== Segment start ==

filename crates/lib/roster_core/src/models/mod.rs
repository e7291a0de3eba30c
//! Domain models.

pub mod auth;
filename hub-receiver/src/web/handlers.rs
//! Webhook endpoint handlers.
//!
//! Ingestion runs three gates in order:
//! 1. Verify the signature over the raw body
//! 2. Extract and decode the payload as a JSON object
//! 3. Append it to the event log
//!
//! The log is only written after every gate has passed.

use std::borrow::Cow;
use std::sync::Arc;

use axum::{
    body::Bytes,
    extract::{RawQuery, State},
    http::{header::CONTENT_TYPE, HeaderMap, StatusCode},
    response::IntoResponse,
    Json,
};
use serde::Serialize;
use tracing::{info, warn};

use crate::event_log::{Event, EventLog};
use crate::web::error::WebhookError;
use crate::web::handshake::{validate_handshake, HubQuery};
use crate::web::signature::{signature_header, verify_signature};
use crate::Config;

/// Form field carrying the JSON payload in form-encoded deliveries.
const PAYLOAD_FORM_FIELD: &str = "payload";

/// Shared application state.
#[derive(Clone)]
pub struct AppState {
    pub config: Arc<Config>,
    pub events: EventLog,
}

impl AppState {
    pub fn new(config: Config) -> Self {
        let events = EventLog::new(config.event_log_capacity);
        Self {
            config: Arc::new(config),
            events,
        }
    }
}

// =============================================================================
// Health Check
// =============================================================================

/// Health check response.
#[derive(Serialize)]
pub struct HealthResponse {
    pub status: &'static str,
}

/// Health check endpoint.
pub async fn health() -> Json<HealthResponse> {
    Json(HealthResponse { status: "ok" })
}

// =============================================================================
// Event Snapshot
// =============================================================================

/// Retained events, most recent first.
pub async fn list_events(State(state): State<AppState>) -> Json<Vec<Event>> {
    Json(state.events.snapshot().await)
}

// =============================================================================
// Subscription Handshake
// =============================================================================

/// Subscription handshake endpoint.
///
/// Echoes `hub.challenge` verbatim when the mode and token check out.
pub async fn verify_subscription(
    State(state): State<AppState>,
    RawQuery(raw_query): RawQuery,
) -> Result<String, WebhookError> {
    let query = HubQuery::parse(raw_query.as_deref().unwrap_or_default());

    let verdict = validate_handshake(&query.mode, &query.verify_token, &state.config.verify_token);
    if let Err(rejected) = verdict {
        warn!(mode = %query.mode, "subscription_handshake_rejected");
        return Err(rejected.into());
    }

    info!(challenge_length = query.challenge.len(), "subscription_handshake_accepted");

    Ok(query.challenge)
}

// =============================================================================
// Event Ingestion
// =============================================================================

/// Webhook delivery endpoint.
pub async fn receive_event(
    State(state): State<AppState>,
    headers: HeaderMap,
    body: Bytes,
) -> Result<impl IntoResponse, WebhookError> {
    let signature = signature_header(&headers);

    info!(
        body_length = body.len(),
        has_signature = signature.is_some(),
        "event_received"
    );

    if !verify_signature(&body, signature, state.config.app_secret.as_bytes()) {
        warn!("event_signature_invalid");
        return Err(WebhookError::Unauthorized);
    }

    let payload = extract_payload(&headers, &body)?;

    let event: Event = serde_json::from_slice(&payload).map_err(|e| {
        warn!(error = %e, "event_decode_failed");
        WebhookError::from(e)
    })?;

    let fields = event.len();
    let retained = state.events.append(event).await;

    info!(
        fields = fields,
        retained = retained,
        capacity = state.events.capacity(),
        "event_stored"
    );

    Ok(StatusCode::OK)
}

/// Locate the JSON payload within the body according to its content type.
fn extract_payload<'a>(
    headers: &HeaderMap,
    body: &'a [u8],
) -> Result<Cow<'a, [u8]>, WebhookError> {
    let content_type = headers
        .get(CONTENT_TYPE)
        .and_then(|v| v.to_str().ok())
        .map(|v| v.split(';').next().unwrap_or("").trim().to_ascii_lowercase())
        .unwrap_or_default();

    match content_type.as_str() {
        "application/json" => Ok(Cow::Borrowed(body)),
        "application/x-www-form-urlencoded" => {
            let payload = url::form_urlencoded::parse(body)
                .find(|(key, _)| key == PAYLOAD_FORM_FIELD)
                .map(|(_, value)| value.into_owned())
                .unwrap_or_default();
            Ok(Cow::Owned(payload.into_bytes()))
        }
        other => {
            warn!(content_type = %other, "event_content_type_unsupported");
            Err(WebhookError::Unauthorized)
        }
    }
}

== Segment end ==

#### INSTRUCTIONS TO FOLLOW
Copy out precisely the lines from the line with "filename hub-receiver/src/web/handlers.rs" to the line with "const PAYLOAD_FORM_FIELD: &str" in the material above, including those two lines and omitting all the rest.

#### SOLVED EXERCISE
filename hub-receiver/src/web/handlers.rs
//! Webhook endpoint handlers.
//!
//! Ingestion runs three gates in order:
//! 1. Verify the signature over the raw body
//! 2. Extract and decode the payload as a JSON object
//! 3. Append it to the event log
//!
//! The log is only written after every gate has passed.

use std::borrow::Cow;
use std::sync::Arc;

use axum::{
    body::Bytes,
    extract::{RawQuery, State},
    http::{header::CONTENT_TYPE, HeaderMap, StatusCode},
    response::IntoResponse,
    Json,
};
use serde::Serialize;
use tracing::{info, warn};

use crate::event_log::{Event, EventLog};
use crate::web::error::WebhookError;
use crate::web::handshake::{validate_handshake, HubQuery};
use crate::web::signature::{signature_header, verify_signature};
use crate::Config;

/// Form field carrying the JSON payload in form-encoded deliveries.
const PAYLOAD_FORM_FIELD: &str = "payload";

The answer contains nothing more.